Himmler : le monstre aux lunettes d'acier

Himmler : le monstre aux lunettes d'acier

de Peter Longerich

 

 

Himmler

 

 

Dans une somme monumentale, Peter Longerich retrace la destinée d'un des pires criminels de l'histoire.
Né en 1900, Heinrich Himmler est mort le 23 mai 1945 en avalant une capsule de cyanure que des soldats anglais essayèrent de lui arracher après l'avoir capturé, alors qu'il tentait de fuir.
Ainsi se termina la destinée de celui qui fut l'un des hommes clés du IIIe Reich.
Chef de la SS, devenu le patron tout-puissant de la police allemande, fondateur du camp de Dachau, organisateur du système concentrationnaire nazi et des déportations de masse, Himmler est un des principaux instigateurs de la Solution finale.
Sans son génie bureaucratique malfaisant, le nazisme n'aurait sans doute pu accomplir des destructions humaines de cette ampleur.
Pourtant, un mystère demeure, que l'historien Peter Longerich exprime en ces termes au début de cette biographie de plus de 900 pages :
"Comment un personnage aussi falot a-t-il pu accéder à un niveau de pouvoir si exceptionnel, comment le fils d'une bonne famille de fonctionnaires catholiques bavarois a-t-il pu devenir l'organisateur d'un système génocidaire s'étendant à toute l'Europe ?"

 

Un personnage à part

Directeur du Centre de recherche sur l'Holocauste et l'histoire du xxe siècle à l'université de Londres, Longerich, qui a récemment consacré une biographie à Goebbels, a mené une enquête de plusieurs années qui l'a amené à fouiller le passé d'Himmler, notamment ses journaux intimes et sa correspondance.
La thèse qu'il défend peut se résumer en quelques mots : le petit-bourgeois ivre de rêves guerriers qu'était Himmler a trouvé dans la démesure nazie de quoi compenser un sentiment de fragilité intime en assouvissant une inextinguible volonté de pouvoir.
Plutôt chétif physiquement, Himmler, qui n'a jamais connu le feu, ni en 1914 ni en 1940, est un personnage à part dans la galaxie nazie.
Réservé avec les femmes, obsédé par une homosexualité qu'il traque à la tête de sa SS alors même qu'il a été un disciple de Röhm, chef des SA et homosexuel notoire, l'homme est sans le moindre charisme.
Lui qui est obnubilé par une race aryenne supposée blonde et athlétique en est comme le portrait inversé.
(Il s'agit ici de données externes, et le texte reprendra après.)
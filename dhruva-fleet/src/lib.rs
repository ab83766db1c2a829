//! DhruvaFleet - discrete-tick fleet coordination on a navigation graph.
//!
//! Robots travel the lanes of a multi-level navigation graph. Each tick the
//! [`FleetCoordinator`] advances every robot, keeps non-charger vertices and
//! lanes to a single robot, and returns the events produced.
//!
//! ## Modules
//!
//! - [`graph`]: graph document, loaded level, shortest paths
//! - [`robot`]: robot state machine (motion, battery, charging)
//! - [`fleet`]: coordinator, occupancy table, events
//! - [`traffic`]: optional whole-route reservations
//! - [`runner`]: scenario playback, fixed-period loop, event sinks
//!
//! ## Example
//!
//! ```
//! use dhruva_fleet::{FleetConfig, FleetCoordinator, LevelDocument, NavGraph, NavGraphDocument, VertexIdx};
//!
//! let level = LevelDocument::new().vertex(0.0, 0.0).vertex(1.0, 0.0).lane(0, 1);
//! let graph = NavGraph::with_level(NavGraphDocument::single_level("level1", level), "level1").unwrap();
//! let mut fleet = FleetCoordinator::new(graph, &FleetConfig::default());
//!
//! let robot = fleet.spawn(VertexIdx::new(0)).unwrap();
//! assert!(fleet.assign_task(robot, VertexIdx::new(1)).unwrap());
//! for _ in 0..20 {
//!     fleet.tick();
//! }
//! assert!(fleet.is_idle());
//! ```

pub mod config;
pub mod error;
pub mod fleet;
pub mod graph;
pub mod robot;
pub mod runner;
pub mod traffic;
pub mod utils;

pub use config::FleetConfig;
pub use error::{FleetError, Result};
pub use fleet::{EventKind, FleetCoordinator, FleetEvent};
pub use graph::{LaneKey, LevelDocument, NavGraph, NavGraphDocument, VertexIdx};
pub use robot::{Robot, RobotId, RobotSnapshot, RobotStatus};
pub use runner::FleetRunner;
pub use traffic::{ReservationError, TrafficReservation};
pub use utils::WorldPoint;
La contradiction entre l'ambition martiale et élitiste d'Himmler et l'apparente banalité du personnage était encore accentuée par le nouvel uniforme noir si marquant.
Himmler avait beau essayer de rehausser son aspect avec une coupe de cheveux très courte à la militaire, son visage poupin et blafard avec son menton fuyant et ses lunettes dissimulant un regard vide et clignotant, était impossible à oublier… écrit Longerich, qui cite le témoignage d'un fonctionnaire nazi qui, en 1929, le décrit comme un être gauche dont les déclarations étaient « un mélange étonnant de grandiloquence martiale, de réflexions de comptoir et de prophéties enflammées dignes d'un prédicateur de secte ».

Une responsabilité écrasante


Au fil des pages, Longerich nous introduit dans la fantasmagorie de celui qui cherche dans le culte des ancêtres germaniques une religion de substitution au christianisme, devenu sa cible principale, avec les Juifs et les communistes.
Passionné d'occultisme, Himmler va projeter ses marottes sur ses régiments SS, dont il veut faire les chevaliers d'un nouvel ordre qui redessine la carte de l'Europe à l'aune d'une Allemagne « régénérée ». « La succession des victoires remportées par la Wehrmacht depuis 1939 l'incita à réduire à quelques années l'avènement de son grand empire germanique. En 1942, il put croire que le moment était venu pour sa SS et lui de concrétiser ce qui n'avait été que des représentations utopiques », écrit Longerich, qui termine son livre par une assertion terrifiante : « Le IIIe Reich ne s'est pas effondré de l'intérieur, mais sous les coups des armées alliées. Cette prolongation de son existence, qui coûta la vie à des millions de victimes, doit essentiellement être attribuée à Himmler. »


Himmler de Peter Longerich,

traduit de l'allemand par Raymond Clarinard,

Éditions Héloïse d'Ormesson, 917 p., 30 €.